# WORK INSTRUCTION
Copy out all lines of the listing below that hold "Result".

# RECORDS FOR THE EXERCISE

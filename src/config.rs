// Copyright 2024-2026 The dota-archive authors.
// This file is part of dota-archive.

// dota-archive is free software: you can redistribute it and/or modify
// it under the terms of the GNU General Public License as published by
// the Free Software Foundation, either version 3 of the License, or
// (at your option) any later version.

// dota-archive is distributed in the hope that it will be useful,
// but WITHOUT ANY WARRANTY; without even the implied warranty of
// MERCHANTABILITY or FITNESS FOR A PARTICULAR PURPOSE.  See the
// GNU General Public License for more details.
// You should have received a copy of the GNU General Public License
// along with dota-archive.  If not, see <http://www.gnu.org/licenses/>.

//! Runtime configuration, loaded once at start-up from the environment.

use std::{collections::HashSet, env, str::FromStr, time::Duration};

use crate::error::{ArchiveError, Result};

const DATABASE_VAR: &str = "DATABASE_URL";
const PROVIDER_VAR: &str = "PROVIDER_URL";
const API_KEY_VAR: &str = "API_KEY";

const DEFAULT_PROVIDER_URL: &str = "https://api.opendota.com/api";

/// Ranked All Pick in a ranked matchmaking lobby, the only pair admitted by
/// default.
pub const DEFAULT_ALLOWED_MODES: (i32, i32) = (22, 7);

#[derive(Clone, Debug)]
pub struct Config {
	/// Connection URL of the datastore (`sqlite:` or `postgres:`).
	pub database_url: String,
	/// Base URL of the upstream match-data provider.
	pub provider_url: String,
	/// Optional provider API key, forwarded as the `api_key` query parameter.
	pub api_key: Option<String>,
	/// Listing-loop cycle period.
	pub poll_interval: Duration,
	/// Process-wide ceiling on provider calls.
	pub max_requests_per_minute: u32,
	/// Size cap on the raw match table before eviction.
	pub max_matches: u64,
	/// Matches older than this many days are evicted.
	pub days_to_keep: u32,
	/// Retention-worker cadence.
	pub cleanup_interval: Duration,
	/// Upper bound on matches handled per listing cycle.
	pub max_matches_per_cycle: usize,
	/// Whether the detail endpoint is called; without it no hero data exists.
	pub fetch_match_details: bool,
	/// Enables the explorer (query) loop.
	pub use_explorer: bool,
	/// Explorer-loop cycle period.
	pub explorer_interval: Duration,
	/// Admitted `(game_mode, lobby_type)` pairs.
	pub allowed_modes: HashSet<(i32, i32)>,
	/// Matches shorter than this many seconds are stored but never aggregated.
	pub min_match_duration: i64,
	/// Opponent-aggregate cache validity.
	pub cache_ttl: Duration,
	/// Item IDs filtered out of player item slots on top of the built-in set.
	pub extra_junk_items: Vec<i64>,
}

impl Config {
	/// Read every recognized option from the environment. Unset options fall
	/// back to their defaults; set-but-unparseable options are fatal.
	pub fn from_env() -> Result<Self> {
		let database_url = env::var(DATABASE_VAR)
			.map_err(|_| ArchiveError::Config(format!("{} must be set", DATABASE_VAR)))?;

		let mut config = Self {
			database_url,
			provider_url: env::var(PROVIDER_VAR).unwrap_or_else(|_| DEFAULT_PROVIDER_URL.to_string()),
			api_key: env::var(API_KEY_VAR).ok().filter(|k| !k.is_empty()),
			poll_interval: Duration::from_secs(var_parse("POLL_INTERVAL_MINUTES", 15u64)? * 60),
			max_requests_per_minute: var_parse("MAX_REQUESTS_PER_MINUTE", 30u32)?,
			max_matches: var_parse("MAX_MATCHES", 300_000u64)?,
			days_to_keep: var_parse("DAYS_TO_KEEP", 90u32)?,
			cleanup_interval: Duration::from_secs(var_parse("CLEANUP_INTERVAL_HOURS", 24u64)? * 3600),
			max_matches_per_cycle: var_parse("MAX_MATCHES_PER_CYCLE", 50usize)?,
			fetch_match_details: var_truthy("FETCH_MATCH_DETAILS"),
			use_explorer: var_truthy("USE_EXPLORER"),
			explorer_interval: Duration::from_secs(var_parse("EXPLORER_INTERVAL_SECONDS", 300u64)?),
			allowed_modes: match env::var("ALLOWED_MODES") {
				Ok(raw) => parse_allowed_modes(&raw)?,
				Err(_) => [DEFAULT_ALLOWED_MODES].iter().copied().collect(),
			},
			min_match_duration: var_parse("MIN_MATCH_DURATION", 900i64)?,
			cache_ttl: Duration::from_secs(var_parse("CACHE_TTL_HOURS", 24u64)? * 3600),
			extra_junk_items: match env::var("EXTRA_JUNK_ITEMS") {
				Ok(raw) => parse_id_list(&raw)?,
				Err(_) => Vec::new(),
			},
		};

		if var_truthy("BOOTSTRAP_MODE") {
			config.apply_bootstrap();
		}
		if config.max_requests_per_minute == 0 {
			return Err(ArchiveError::Config("MAX_REQUESTS_PER_MINUTE must be positive".into()));
		}
		if config.allowed_modes.is_empty() {
			return Err(ArchiveError::Config("ALLOWED_MODES must admit at least one pair".into()));
		}
		Ok(config)
	}

	/// Aggressive first-fill overrides: short cycles, full listing pages and a
	/// raised request budget.
	fn apply_bootstrap(&mut self) {
		self.poll_interval = Duration::from_secs(5 * 60);
		self.max_matches_per_cycle = 100;
		self.max_requests_per_minute = 200;
	}

	/// Write the effective settings to the log, one line per option.
	pub fn log_summary(&self) {
		log::info!("  provider_url            = {}", self.provider_url);
		log::info!("  api_key                 = {}", if self.api_key.is_some() { "set" } else { "unset" });
		log::info!("  poll_interval           = {:?}", self.poll_interval);
		log::info!("  max_requests_per_minute = {}", self.max_requests_per_minute);
		log::info!("  max_matches             = {}", self.max_matches);
		log::info!("  days_to_keep            = {}", self.days_to_keep);
		log::info!("  cleanup_interval        = {:?}", self.cleanup_interval);
		log::info!("  max_matches_per_cycle   = {}", self.max_matches_per_cycle);
		log::info!("  fetch_match_details     = {}", self.fetch_match_details);
		log::info!("  use_explorer            = {}", self.use_explorer);
		log::info!("  explorer_interval       = {:?}", self.explorer_interval);
		log::info!("  allowed_modes           = {:?}", self.allowed_modes);
		log::info!("  min_match_duration      = {}s", self.min_match_duration);
		log::info!("  cache_ttl               = {:?}", self.cache_ttl);
	}
}

fn var_parse<T: FromStr>(key: &str, default: T) -> Result<T> {
	match env::var(key) {
		Ok(raw) => raw
			.trim()
			.parse()
			.map_err(|_| ArchiveError::Config(format!("{} has unparseable value {:?}", key, raw))),
		Err(_) => Ok(default),
	}
}

/// Recognized truthy spellings are `1`, `true` and `yes`, case-insensitive.
/// Anything else, including unset, is false.
fn var_truthy(key: &str) -> bool {
	match env::var(key) {
		Ok(raw) => is_truthy(&raw),
		Err(_) => false,
	}
}

fn is_truthy(raw: &str) -> bool {
	matches!(raw.trim().to_ascii_lowercase().as_str(), "1" | "true" | "yes")
}

/// Parse `"22:7,1:0"` into a set of `(game_mode, lobby_type)` pairs.
fn parse_allowed_modes(raw: &str) -> Result<HashSet<(i32, i32)>> {
	let mut modes = HashSet::new();
	for part in raw.split(',').map(str::trim).filter(|p| !p.is_empty()) {
		let mut halves = part.splitn(2, ':');
		let pair = match (halves.next(), halves.next()) {
			(Some(gm), Some(lt)) => gm.trim().parse().ok().zip(lt.trim().parse().ok()),
			_ => None,
		};
		match pair {
			Some(p) => {
				modes.insert(p);
			}
			None => {
				return Err(ArchiveError::Config(format!(
					"ALLOWED_MODES entry {:?} is not of the form game_mode:lobby_type",
					part
				)))
			}
		}
	}
	Ok(modes)
}

fn parse_id_list(raw: &str) -> Result<Vec<i64>> {
	raw.split(',')
		.map(str::trim)
		.filter(|p| !p.is_empty())
		.map(|p| {
			p.parse()
				.map_err(|_| ArchiveError::Config(format!("EXTRA_JUNK_ITEMS entry {:?} is not an item id", p)))
		})
		.collect()
}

# EXERCISE SOLUTION
use crate::error::{ArchiveError, Result};
	pub fn from_env() -> Result<Self> {
fn var_parse<T: FromStr>(key: &str, default: T) -> Result<T> {
fn parse_allowed_modes(raw: &str) -> Result<HashSet<(i32, i32)>> {
fn parse_id_list(raw: &str) -> Result<Vec<i64>> {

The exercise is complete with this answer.